§ **Work instruction**
Below this sentence is a listing; return exactly its lines from the one with "self.remaining[player.index() as usize]" to the one with "match self.get_piece(piece.row(), piece.col())?", both kept, and nothing more.

----- Material for this task

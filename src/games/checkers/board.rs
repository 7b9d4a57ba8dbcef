use internal_iterator::{Internal, IteratorExt};

use crate::board::{Board, BoardDone, BoardMoves, Outcome, PlayError, Player};
use crate::games::checkers::{CheckersError, Move, Piece, Square};

/// Number of rows each player fills in the starting position.
const START_ROWS: usize = 3;

/// A checkers position on an `N×N` board.
///
/// `remaining` counts the live pieces per player, `kings` counts the promotions per player.
/// Kings are never uncounted when captured, so `kings` only grows during a game.
#[derive(Debug, Clone, Eq, PartialEq, Hash)]
pub struct CheckersBoard<const N: usize = 8> {
    grid: [[Option<Piece>; N]; N],
    remaining: [usize; 2],
    kings: [usize; 2],
    next_player: Player,
}

impl<const N: usize> Default for CheckersBoard<N> {
    fn default() -> Self {
        Self::new()
    }
}

impl<const N: usize> CheckersBoard<N> {
    /// The standard starting position: the dark squares of the first three rows are filled by [Player::B],
    /// those of the last three rows by [Player::A]. [Player::A] moves first.
    pub fn new() -> Self {
        assert!(N >= 2 * START_ROWS, "board size {} is too small for the starting position", N);

        let mut board = Self::empty(Player::A);
        for row in 0..N {
            for col in 0..N {
                let square = Square::new(row as u8, col as u8);
                if !square.is_dark() {
                    continue;
                }

                let player = if row < START_ROWS {
                    Player::B
                } else if row >= N - START_ROWS {
                    Player::A
                } else {
                    continue;
                };

                board.grid[row][col] = Some(Piece::new(row as u8, col as u8, player));
                board.remaining[player.index() as usize] += 1;
            }
        }

        board
    }

    /// A board without any pieces, useful together with [CheckersBoard::place] to build custom positions.
    pub fn empty(next_player: Player) -> Self {
        assert!(N <= u8::MAX as usize / 2, "board size {} is too large", N);
        CheckersBoard {
            grid: [[None; N]; N],
            remaining: [0; 2],
            kings: [0; 2],
            next_player,
        }
    }

    /// Put `piece` on the board. Placing a king counts as a promotion for its owner.
    pub fn place(&mut self, piece: Piece) -> Result<(), CheckersError> {
        self.check_bounds(piece.row(), piece.col())?;
        if self.grid[piece.row()][piece.col()].is_some() {
            return Err(CheckersError::InvalidMove {
                from: piece.square(),
                to: piece.square(),
                reason: "square is already occupied",
            });
        }

        self.grid[piece.row()][piece.col()] = Some(piece);
        self.remaining[piece.player().index() as usize] += 1;
        if piece.is_king() {
            self.kings[piece.player().index() as usize] += 1;
        }
        self.debug_assert_valid();
        Ok(())
    }

    pub const fn size() -> usize {
        N
    }

    pub fn set_next_player(&mut self, player: Player) {
        self.next_player = player;
    }

    pub fn remaining(&self, player: Player) -> usize {
        self.remaining[player.index() as usize]
    }

    pub fn kings(&self, player: Player) -> usize {
        self.kings[player.index() as usize]
    }

    fn check_bounds(&self, row: usize, col: usize) -> Result<(), CheckersError> {
        if row < N && col < N {
            Ok(())
        } else {
            Err(CheckersError::OutOfBounds { row, col, size: N })
        }
    }

    pub fn get_piece(&self, row: usize, col: usize) -> Result<Option<Piece>, CheckersError> {
        self.check_bounds(row, col)?;
        Ok(self.grid[row][col])
    }

    /// Unchecked lookup for squares that are known to be on the board.
    pub(super) fn tile(&self, square: Square) -> Option<Piece> {
        self.grid[square.row()][square.col()]
    }

    /// Return the copy of `piece` stored on the board, or an error if the handle is stale.
    pub(super) fn resolve(&self, piece: &Piece) -> Result<Piece, CheckersError> {
        match self.get_piece(piece.row(), piece.col())? {
            Some(actual) if actual.player() == piece.player() => Ok(actual),
            _ => Err(CheckersError::NotOnBoard(*piece)),
        }
    }

    /// All pieces of `player`, in row-major order.
    pub fn all_pieces(&self, player: Player) -> Vec<Piece> {
        self.grid
            .iter()
            .flatten()
            .flatten()
            .filter(|piece| piece.player() == player)
            .copied()
            .collect()
    }

    /// Material balance, positive is good for [Player::B] and negative for [Player::A].
    pub fn evaluate(&self) -> f32 {
        let pieces = self.remaining(Player::B) as f32 - self.remaining(Player::A) as f32;
        let kings = self.kings(Player::B) as f32 - self.kings(Player::A) as f32;
        pieces + 0.5 * kings
    }

    /// Move `piece` to `(row, col)` without checking whether this is a legal checkers move,
    /// promoting it if it lands on the first or last row.
    /// Returns the piece as it is stored on the board after the move.
    pub fn move_piece(&mut self, piece: &Piece, row: usize, col: usize) -> Result<Piece, CheckersError> {
        self.check_bounds(row, col)?;
        let mut piece = self.resolve(piece)?;
        let to = Square::new(row as u8, col as u8);

        if self.grid[row][col].is_some() {
            return Err(CheckersError::InvalidMove {
                from: piece.square(),
                to,
                reason: "destination is occupied",
            });
        }

        self.grid[piece.row()][piece.col()] = None;
        piece.move_to(to);

        if (row == 0 || row == N - 1) && !piece.is_king() {
            piece.make_king();
            self.kings[piece.player().index() as usize] += 1;
        }

        self.grid[row][col] = Some(piece);
        self.debug_assert_valid();
        Ok(piece)
    }

    /// Remove captured pieces from the board. Nothing is removed if any of them is not on the board.
    pub fn remove(&mut self, pieces: &[Piece]) -> Result<(), CheckersError> {
        for piece in pieces {
            self.resolve(piece)?;
        }

        for piece in pieces {
            // a piece listed twice is only removed once
            if self.grid[piece.row()][piece.col()].take().is_some() {
                self.remaining[piece.player().index() as usize] -= 1;
            }
        }

        self.debug_assert_valid();
        Ok(())
    }

    /// Play `mv` for the next player: move the piece, remove everything it captured and pass the turn.
    /// Returns the captured pieces.
    pub fn apply_move(&mut self, mv: Move) -> Result<Vec<Piece>, CheckersError> {
        let invalid = |reason| CheckersError::InvalidMove {
            from: mv.from,
            to: mv.to,
            reason,
        };

        let piece = self
            .get_piece(mv.from.row(), mv.from.col())?
            .ok_or_else(|| invalid("there is no piece to move"))?;
        if piece.player() != self.next_player {
            return Err(invalid("piece belongs to the other player"));
        }

        let captured = self
            .get_valid_moves(&piece)?
            .get(mv.to)
            .ok_or_else(|| invalid("destination is not reachable"))?
            .to_vec();

        self.move_piece(&piece, mv.to.row(), mv.to.col())?;
        self.remove(&captured)?;
        self.next_player = self.next_player.other();

        Ok(captured)
    }

    /// The player that has won, if any. A player without pieces or without legal moves has lost.
    pub fn winner(&self) -> Option<Player> {
        if self.remaining(Player::A) == 0 || self.get_valid_player_moves(Player::A) == 0 {
            Some(Player::B)
        } else if self.remaining(Player::B) == 0 || self.get_valid_player_moves(Player::B) == 0 {
            Some(Player::A)
        } else {
            None
        }
    }

    fn debug_assert_valid(&self) {
        if cfg!(debug_assertions) {
            self.assert_valid();
        }
    }

    /// Check the internal consistency of this board, panics if something is wrong.
    pub fn assert_valid(&self) {
        for player in Player::BOTH {
            let pieces = self.all_pieces(player);
            assert_eq!(
                pieces.len(),
                self.remaining(player),
                "invariant violation: remaining count mismatch for {:?} on\n{}",
                player,
                self
            );

            let kings = pieces.iter().filter(|p| p.is_king()).count();
            assert!(
                kings <= self.kings(player),
                "invariant violation: {} kings on the board but only {} promotions for {:?}",
                kings,
                self.kings(player),
                player,
            );
        }

        for row in 0..N {
            for col in 0..N {
                if let Some(piece) = self.grid[row][col] {
                    assert_eq!(
                        (piece.row(), piece.col()),
                        (row, col),
                        "invariant violation: piece {} stored at ({}, {})",
                        piece,
                        row,
                        col
                    );
                }
            }
        }
    }
}

impl<const N: usize> Board for CheckersBoard<N> {
    type Move = Move;

    fn next_player(&self) -> Player {
        self.next_player
    }

    fn is_available_move(&self, mv: Self::Move) -> Result<bool, BoardDone> {
        self.check_done()?;

        let piece = match self.get_piece(mv.from.row(), mv.from.col()) {
            Ok(Some(piece)) if piece.player() == self.next_player => piece,
            _ => return Ok(false),
        };
        Ok(self
            .get_valid_moves(&piece)
            .map_or(false, |moves| moves.contains(mv.to)))
    }

    fn play(&mut self, mv: Self::Move) -> Result<(), PlayError> {
        self.check_can_play(mv)?;
        self.apply_move(mv).map_err(|_| PlayError::UnavailableMove)?;
        Ok(())
    }

    fn outcome(&self) -> Option<Outcome> {
        self.winner().map(Outcome::WonBy)
    }
}

impl<'a, const N: usize> BoardMoves<'a, CheckersBoard<N>> for CheckersBoard<N> {
    type AvailableMovesIterator = Internal<std::vec::IntoIter<Move>>;

    fn available_moves(&'a self) -> Result<Self::AvailableMovesIterator, BoardDone> {
        self.check_done()?;

        let mut moves = vec![];
        for piece in self.all_pieces(self.next_player) {
            // SAFETY: unwrap is safe because the piece was just read from the board.
            let map = self.get_valid_moves(&piece).unwrap();
            moves.extend(map.destinations().map(|to| Move::new(piece.square(), to)));
        }

        Ok(moves.into_iter().into_internal())
    }
}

----------

§ **Solution to the problem**
        self.remaining[player.index() as usize]
    }

    pub fn kings(&self, player: Player) -> usize {
        self.kings[player.index() as usize]
    }

    fn check_bounds(&self, row: usize, col: usize) -> Result<(), CheckersError> {
        if row < N && col < N {
            Ok(())
        } else {
            Err(CheckersError::OutOfBounds { row, col, size: N })
        }
    }

    pub fn get_piece(&self, row: usize, col: usize) -> Result<Option<Piece>, CheckersError> {
        self.check_bounds(row, col)?;
        Ok(self.grid[row][col])
    }

    /// Unchecked lookup for squares that are known to be on the board.
    pub(super) fn tile(&self, square: Square) -> Option<Piece> {
        self.grid[square.row()][square.col()]
    }

    /// Return the copy of `piece` stored on the board, or an error if the handle is stale.
    pub(super) fn resolve(&self, piece: &Piece) -> Result<Piece, CheckersError> {
        match self.get_piece(piece.row(), piece.col())? {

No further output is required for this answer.